Prevention of peptide fouling on ion-exchange membranes during electrodialysis in overlimiting conditions

Peptide fouling occurring on anion- (AEMs) and cation-exchange membranes (CEMs) is one of the most serious issues of conventional electrodialysis (ED) process for hydrolysate demineralization. Nonetheless, recent studies discussed the advantages of non-conventional ED phenomena such as water splitting and electroconvection on decreasing scaling and fouling. Thereby, peptide fouling was characterized using four different ED regimes: no current applied, underlimiting (conventional), limiting (water splitting) and overlimiting (electroconvection and water splitting) conditions.

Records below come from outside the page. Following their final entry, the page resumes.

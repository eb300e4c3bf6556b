//! Client-side state containers.
//!
//! DESIGN
//! ======
//! Each container has a defined initial value and a closed set of synchronous
//! mutations. They are injected into the session controller and the router
//! guard instead of living in globals. Mutations never span an `.await`, so
//! readers never observe a half-applied update.

pub mod auth;
pub mod query_cache;
pub mod ui;
//! Auth services used by the screens and the CLI.
//!
//! ARCHITECTURE
//! ============
//! `session` owns the session lifecycle against the backend; `validation`
//! holds the form checks that run before any of it is called.

pub mod session;
pub mod validation;

pub use session::{AuthController, ControllerHandle};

Results demonstrated that fouling-related interactions were mainly electrostatic with AEMs whereas they were both electrostatic and hydrophobic with CEMs. After 60 min, the demineralization rate was six times higher in overlimiting than underlimiting conditions. In addition, peptide fouling was 62% and 36% lower in overlimiting condition for AEMs and CEMs, respectively. It was hypothesized that (1) water splitting would have repealed the peptide charges through its "barrier effect" and (2) electroconvective vortices generated at the membranes interfaces would have washed-out their surfaces and hampered the attachment of peptides. Interestingly, ED under overlimiting conditions is a promising way to avoid peptide fouling. Consequently, membranes lifetime would be longer and new ED applications would be possible.